Pine-beetle-ravaged forests could pollute drinking water

Posted: Oct 30, 2012

Written by

TIFFANY STECKER, ClimateWire
Battling the beetle

Trees killed by the mountain pine beetle epidemic in Colorado could lead to the contamination of the drinking water supply by a known carcinogen, a study has found.

Levels of cancer-causing trihalomethanes (THM) in water treatment facilities have increased on average by 2 parts per billion per year in areas of the state struck by mountain pine beetles, reaching an average of 70 ppb by 2011, according to a study published yesterday in Nature Climate Change.

In some facilities, concentrations were as high as 111 ppb. U.S. EPA limits THM concentrations in drinking water to 80 ppb.

"It's a bit of a concern that levels at treatment facilities are getting awfully close or surpassing EPA standards," said Kristin Mikkelson, lead author of the study and a researcher in hydrological engineering at the Colorado School of Mines. The scientists relied on water quality data from the state Department of Public Health and Environment, as well as nine water treatment facilities.

As trees die off, they decompose and release carbon into waterways and soil. This carbon reacts with chlorine disinfectants in water treatment plants to form water disinfection byproducts, some of which include THM.

Five facilities in Dillon, Winter Park, Kremmling, Steamboat Springs and Granby -- serving areas with forests affected by the beetles -- were used in the experimental group. Four other facilities in Colorado were used in the control group.

A legacy from an epidemic

Comparing data from before 2008 and after, the researchers found that levels of total THM increased by nearly one-third. Although the pine beetle outbreak began in 2004 and 2005 in Colorado, it takes three to five years for the pine needles to drop on the forest floor and begin degrading.

Levels of THM tend to be highest in late summer, after the season in which more trees die from pine beetle infestations.

"We don't know if this is going to occur over the longer term or if it will occur in other places," Mikkelson said, or whether it will have human health implications in the long term.

Last year, the pine beetle epidemic killed about 3.8 million acres of trees across the Western states, according to the Forest Service, a drop from a peak of nearly 9 million acres in 2009. The Forest Service expects the epidemic to continue to shrink as the declining number of pine trees leaves beetles without food. Rising temperatures due to climate change have been identified as a factor in exploding pine beetle populations.

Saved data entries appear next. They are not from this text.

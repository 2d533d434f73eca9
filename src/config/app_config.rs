use serde::Deserialize;

use crate::domain::account::DEFAULT_USER_AGE_LIMIT;
use crate::infrastructure::storage::{PostgresConfig, StorageType};

/// Application configuration
#[derive(Debug, Clone, Default, Deserialize)]
#[serde(default)]
pub struct AppConfig {
    pub server: ServerConfig,
    pub logging: LoggingConfig,
    pub storage: StorageSettings,
    pub accounts: AccountsConfig,
}

#[derive(Debug, Clone, Deserialize)]
#[serde(default)]
pub struct ServerConfig {
    pub host: String,
    pub port: u16,
}

#[derive(Debug, Clone, Deserialize)]
#[serde(default)]
pub struct LoggingConfig {
    pub level: String,
    pub format: LogFormat,
}

#[derive(Debug, Clone, Copy, PartialEq, Eq, Deserialize, Default)]
#[serde(rename_all = "lowercase")]
pub enum LogFormat {
    #[default]
    Pretty,
    Json,
}

/// Storage backend selection
#[derive(Debug, Clone, Deserialize)]
#[serde(default)]
pub struct StorageSettings {
    pub backend: StorageType,
    /// Falls back to the `DATABASE_URL` environment variable
    pub database_url: Option<String>,
    pub max_connections: u32,
}

/// Account rules
#[derive(Debug, Clone, Deserialize)]
#[serde(default)]
pub struct AccountsConfig {
    /// Minimum age in years for signup and age verification
    pub user_age_limit: u32,
    /// Newline-separated list of rejected passwords; the built-in list is used when unset
    pub common_passwords_list: Option<String>,
}

impl Default for ServerConfig {
    fn default() -> Self {
        Self {
            host: "0.0.0.0".to_string(),
            port: 8080,
        }
    }
}

impl Default for LoggingConfig {
    fn default() -> Self {
        Self {
            level: "info".to_string(),
            format: LogFormat::default(),
        }
    }
}

impl Default for StorageSettings {
    fn default() -> Self {
        Self {
            backend: StorageType::default(),
            database_url: None,
            max_connections: 10,
        }
    }
}

impl Default for AccountsConfig {
    fn default() -> Self {
        Self {
            user_age_limit: DEFAULT_USER_AGE_LIMIT,
            common_passwords_list: None,
        }
    }
}

impl StorageSettings {
    /// The configured URL, or `DATABASE_URL`
    pub fn database_url(&self) -> Option<String> {
        self.database_url
            .clone()
            .or_else(|| std::env::var("DATABASE_URL").ok())
            .filter(|url| !url.is_empty())
    }

    /// PostgreSQL pool settings, when a database URL is known
    pub fn postgres(&self) -> Option<PostgresConfig> {
        self.database_url()
            .map(|url| PostgresConfig::new(url).with_max_connections(self.max_connections))
    }
}

impl AppConfig {
    /// Load `config/default`, `config/local` and `APP__*` variables, in that order
    pub fn load() -> Result<Self, config::ConfigError> {
        Self::load_with_env(Self::environment())
    }

    fn environment() -> config::Environment {
        config::Environment::with_prefix("APP")
            .separator("__")
            .try_parsing(true)
    }

    fn load_with_env(env: config::Environment) -> Result<Self, config::ConfigError> {
        config::Config::builder()
            .add_source(config::File::with_name("config/default").required(false))
            .add_source(config::File::with_name("config/local").required(false))
            .add_source(env)
            .build()?
            .try_deserialize()
    }
}
//! Shared HTTP types

pub mod error;
pub mod json;

pub use error::{ApiError, ApiErrorResponse, ApiErrorType};
pub use json::Json;
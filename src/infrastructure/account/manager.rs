//! Account manager: creation, authentication and lifecycle of accounts

use std::sync::Arc;

use chrono::NaiveDate;
use tracing::{debug, info, warn};

use crate::domain::account::{
    validate_age_now, validate_password, validate_username, Account, AccountFlags,
    AccountRepository, AccountValidationError, ExtraFields, DEFAULT_USER_AGE_LIMIT,
    MAX_USERNAME_LENGTH,
};
use crate::domain::profile::ProfileRepository;
use crate::domain::utils::normalize_username;
use crate::domain::DomainError;

use super::common_passwords::CommonPasswordValidator;
use super::password::PasswordHasher;

/// Request for the public signup flow
#[derive(Debug, Clone)]
pub struct RegisterRequest {
    pub username: String,
    pub password: String,
    pub date_of_birth: NaiveDate,
}

/// Request for changing an account's password
#[derive(Debug, Clone)]
pub struct ChangePasswordRequest {
    pub current_password: String,
    pub new_password: String,
}

fn invalid(err: AccountValidationError) -> DomainError {
    DomainError::validation(err.to_string())
}

/// Manager for account creation and management
#[derive(Debug)]
pub struct AccountManager<R: AccountRepository, H: PasswordHasher> {
    repository: Arc<R>,
    hasher: Arc<H>,
    common_passwords: CommonPasswordValidator,
    age_limit: u32,
    /// Deleted together with their account when set
    profiles: Option<Arc<dyn ProfileRepository>>,
}

impl<R: AccountRepository, H: PasswordHasher> AccountManager<R, H> {
    /// Create a new account manager
    pub fn new(repository: Arc<R>, hasher: Arc<H>) -> Self {
        Self {
            repository,
            hasher,
            common_passwords: CommonPasswordValidator::default(),
            age_limit: DEFAULT_USER_AGE_LIMIT,
            profiles: None,
        }
    }

    /// Use a different minimum age, in years
    pub fn with_age_limit(mut self, years: u32) -> Self {
        self.age_limit = years;
        self
    }

    /// Use a different common password list
    pub fn with_common_passwords(mut self, validator: CommonPasswordValidator) -> Self {
        self.common_passwords = validator;
        self
    }

    /// Cascade account deletion to the given profile repository
    pub fn with_profiles(mut self, profiles: Arc<dyn ProfileRepository>) -> Self {
        self.profiles = Some(profiles);
        self
    }

    pub fn age_limit(&self) -> u32 {
        self.age_limit
    }

    /// Create a regular account
    ///
    /// Only checks that a username and password are present; the username
    /// pattern and password strength rules belong to [`Self::register`].
    pub async fn create_user(
        &self,
        username: &str,
        password: &str,
        extra: ExtraFields,
    ) -> Result<Account, DomainError> {
        self.create_with_flags(username, password, extra.resolve(AccountFlags::default()))
            .await
    }

    /// Create a superuser
    ///
    /// `is_staff`, `is_superuser` and `is_active` default to true and may
    /// not be set to false.
    pub async fn create_superuser(
        &self,
        username: &str,
        password: &str,
        extra: ExtraFields,
    ) -> Result<Account, DomainError> {
        let required = [
            ("is_staff", extra.is_staff),
            ("is_superuser", extra.is_superuser),
            ("is_active", extra.is_active),
        ];

        for (field, value) in required {
            if value == Some(false) {
                return Err(invalid(AccountValidationError::SuperuserFlag(field)));
            }
        }

        let flags = extra.resolve(AccountFlags {
            is_staff: true,
            is_superuser: true,
            is_active: true,
            is_of_age: false,
        });

        let account = self.create_with_flags(username, password, flags).await?;
        info!(username = %account.username(), "Superuser created");

        Ok(account)
    }

    async fn create_with_flags(
        &self,
        username: &str,
        password: &str,
        flags: AccountFlags,
    ) -> Result<Account, DomainError> {
        if username.is_empty() {
            return Err(invalid(AccountValidationError::EmptyUsername));
        }

        if password.is_empty() {
            return Err(invalid(AccountValidationError::EmptyPassword));
        }

        let mut account = Account::new(username.to_lowercase(), "", flags);
        account.normalize();

        if account.username().is_empty() {
            return Err(invalid(AccountValidationError::EmptyUsername));
        }

        if account.username().chars().count() > MAX_USERNAME_LENGTH {
            return Err(invalid(AccountValidationError::UsernameTooLong(
                MAX_USERNAME_LENGTH,
            )));
        }

        if self.repository.username_exists(account.username()).await? {
            return Err(DomainError::conflict(format!(
                "Username '{}' already exists",
                account.username()
            )));
        }

        account.set_password_hash(self.hasher.hash(password)?);

        let account = self.repository.create(account).await?;
        debug!(username = %account.username(), is_staff = account.is_staff(), "Account created");

        Ok(account)
    }

    /// Sign up a new account with every validation rule applied
    pub async fn register(&self, request: RegisterRequest) -> Result<Account, DomainError> {
        let username = normalize_username(&request.username);

        validate_username(&username).map_err(invalid)?;
        self.validate_new_password(&request.password)?;
        validate_age_now(request.date_of_birth, self.age_limit).map_err(invalid)?;

        let flags = AccountFlags {
            is_of_age: true,
            ..AccountFlags::default()
        };

        let account = self
            .create_with_flags(&username, &request.password, flags)
            .await?;
        info!(username = %account.username(), "Account registered");

        Ok(account)
    }

    fn validate_new_password(&self, password: &str) -> Result<(), DomainError> {
        validate_password(password).map_err(invalid)?;
        self.common_passwords.validate(password).map_err(invalid)
    }

    /// Authenticate with username and password
    ///
    /// Returns `None` for unknown, inactive or password-less accounts and on
    /// a wrong password. Successful logins are recorded.
    pub async fn authenticate(
        &self,
        username: &str,
        password: &str,
    ) -> Result<Option<Account>, DomainError> {
        let Some(account) = self.get(username).await? else {
            return Ok(None);
        };
        let username = account.username();

        if !account.is_active() || !account.has_usable_password() {
            debug!(username = %username, "Login refused for inactive or password-less account");
            return Ok(None);
        }

        if !self.hasher.verify(password, account.password_hash()) {
            warn!(username = %username, "Failed login attempt");
            return Ok(None);
        }

        self.repository.record_login(username).await?;

        self.repository.get(username).await
    }

    /// Check a raw password against the stored hash
    pub fn check_password(&self, account: &Account, password: &str) -> bool {
        account.has_usable_password() && self.hasher.verify(password, account.password_hash())
    }

    /// Get an account by username, in any case or spacing
    pub async fn get(&self, username: &str) -> Result<Option<Account>, DomainError> {
        self.repository.get(&normalize_username(username)).await
    }

    async fn require(&self, username: &str) -> Result<Account, DomainError> {
        self.get(username)
            .await?
            .ok_or_else(|| DomainError::not_found(format!("Account '{}' not found", username)))
    }

    /// List accounts in default order
    pub async fn list(&self, active: Option<bool>) -> Result<Vec<Account>, DomainError> {
        self.repository.list(active).await
    }

    /// Count accounts
    pub async fn count(&self, active: Option<bool>) -> Result<usize, DomainError> {
        self.repository.count(active).await
    }

    /// The most recently joined account
    pub async fn latest(&self) -> Result<Option<Account>, DomainError> {
        let accounts = self.repository.list(None).await?;

        Ok(accounts.into_iter().max_by_key(|a| a.date_joined()))
    }

    /// Change a password after verifying the current one
    pub async fn change_password(
        &self,
        username: &str,
        request: ChangePasswordRequest,
    ) -> Result<Account, DomainError> {
        let mut account = self.require(username).await?;

        if !self.check_password(&account, &request.current_password) {
            return Err(DomainError::validation("Current password is incorrect"));
        }

        self.validate_new_password(&request.new_password)?;

        account.set_password_hash(self.hasher.hash(&request.new_password)?);
        let account = self.repository.update(&account).await?;
        info!(username = %account.username(), "Password changed");

        Ok(account)
    }

    /// Disable password login for an account
    pub async fn set_unusable_password(&self, username: &str) -> Result<Account, DomainError> {
        let mut account = self.require(username).await?;

        account.set_unusable_password();

        self.repository.update(&account).await
    }

    /// Check a date of birth against the age limit and mark the account of age
    pub async fn verify_age(
        &self,
        username: &str,
        date_of_birth: NaiveDate,
    ) -> Result<Account, DomainError> {
        let mut account = self.require(username).await?;

        validate_age_now(date_of_birth, self.age_limit).map_err(invalid)?;

        account.set_of_age(true);

        self.repository.update(&account).await
    }

    /// Grant login access
    pub async fn activate(&self, username: &str) -> Result<Account, DomainError> {
        let mut account = self.require(username).await?;
        account.set_active(true);
        self.repository.update(&account).await
    }

    /// Revoke login access
    pub async fn deactivate(&self, username: &str) -> Result<Account, DomainError> {
        let mut account = self.require(username).await?;
        account.set_active(false);
        self.repository.update(&account).await
    }

    /// Delete an account, then its profile
    pub async fn delete(&self, username: &str) -> Result<bool, DomainError> {
        let username = normalize_username(username);

        if !self.repository.delete(&username).await? {
            return Ok(false);
        }

        if let Some(profiles) = &self.profiles {
            profiles.delete(&username).await?;
        }

        info!(username = %username, "Account deleted");

        Ok(true)
    }
}
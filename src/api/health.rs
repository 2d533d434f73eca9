//! Health check endpoints for Kubernetes probes

use std::time::Instant;

use axum::{extract::State, http::StatusCode, response::IntoResponse};

use crate::api::types::Json;
use crate::domain::DomainError;
use serde::Serialize;

use super::state::AppState;

/// Detailed health response with component status
#[derive(Serialize)]
pub struct HealthResponse {
    pub status: HealthStatus,
    pub version: String,
    #[serde(skip_serializing_if = "Option::is_none")]
    pub checks: Option<Vec<HealthCheck>>,
    #[serde(skip_serializing_if = "Option::is_none")]
    pub latency_ms: Option<u64>,
}

/// Health check status
#[derive(Serialize, Clone, Copy, PartialEq, Eq)]
#[serde(rename_all = "lowercase")]
pub enum HealthStatus {
    Healthy,
    Degraded,
    Unhealthy,
}

/// Individual component health check
#[derive(Serialize)]
pub struct HealthCheck {
    pub name: String,
    pub status: HealthStatus,
    #[serde(skip_serializing_if = "Option::is_none")]
    pub message: Option<String>,
    #[serde(skip_serializing_if = "Option::is_none")]
    pub latency_ms: Option<u64>,
}

/// Simple health check - returns 200 if the service is running
/// Used for basic liveness probes
pub async fn health_check() -> impl IntoResponse {
    let response = HealthResponse {
        status: HealthStatus::Healthy,
        version: env!("CARGO_PKG_VERSION").to_string(),
        checks: None,
        latency_ms: None,
    };

    (StatusCode::OK, Json(response))
}

/// Readiness check with dependency verification
/// Checks if the service can handle requests
pub async fn ready_check(State(state): State<AppState>) -> impl IntoResponse {
    let start = Instant::now();
    let mut checks = Vec::new();
    let mut overall_status = HealthStatus::Healthy;

    for check in [
        check_account_service(&state).await,
        check_profile_service(&state).await,
    ] {
        if check.status != HealthStatus::Healthy {
            overall_status = HealthStatus::Degraded;
        }
        checks.push(check);
    }

    let latency = start.elapsed().as_millis() as u64;
    let response = HealthResponse {
        status: overall_status,
        version: env!("CARGO_PKG_VERSION").to_string(),
        checks: Some(checks),
        latency_ms: Some(latency),
    };

    let status_code = match overall_status {
        HealthStatus::Healthy => StatusCode::OK,
        HealthStatus::Degraded => StatusCode::OK, // Still accept requests
        HealthStatus::Unhealthy => StatusCode::SERVICE_UNAVAILABLE,
    };

    (status_code, Json(response))
}

/// Liveness check - simple check to verify the service is running
/// Used for Kubernetes liveness probes to detect crashes
pub async fn live_check() -> impl IntoResponse {
    StatusCode::OK
}

fn component_check(name: &str, start: Instant, result: Result<(), DomainError>) -> HealthCheck {
    let (status, message) = match result {
        Ok(()) => (HealthStatus::Healthy, None),
        Err(e) => (HealthStatus::Unhealthy, Some(e.to_string())),
    };

    HealthCheck {
        name: name.to_string(),
        status,
        message,
        latency_ms: Some(start.elapsed().as_millis() as u64),
    }
}

async fn check_account_service(state: &AppState) -> HealthCheck {
    let start = Instant::now();
    let result = state.account_service.count(None).await.map(|_| ());

    component_check("account_service", start, result)
}

async fn check_profile_service(state: &AppState) -> HealthCheck {
    let start = Instant::now();
    let result = state.profile_service.list_public().await.map(|_| ());

    component_check("profile_service", start, result)
}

A spokesman from the Colorado Department of Public Health and Environment did not comment directly on the findings of the study but said the department had not changed its water monitoring program to look for an increase in organic carbon or water disinfection byproducts like THM.

"Chlorination of organic matter in the water does create [disinfection byproducts]" said Mark Salley, communications director for the department. "However, much of the organic matter can [or] is filtered out by public water systems before the chlorination step."

Mikkelson will expand her research to investigate how rising levels of organic carbon react with metals in soil.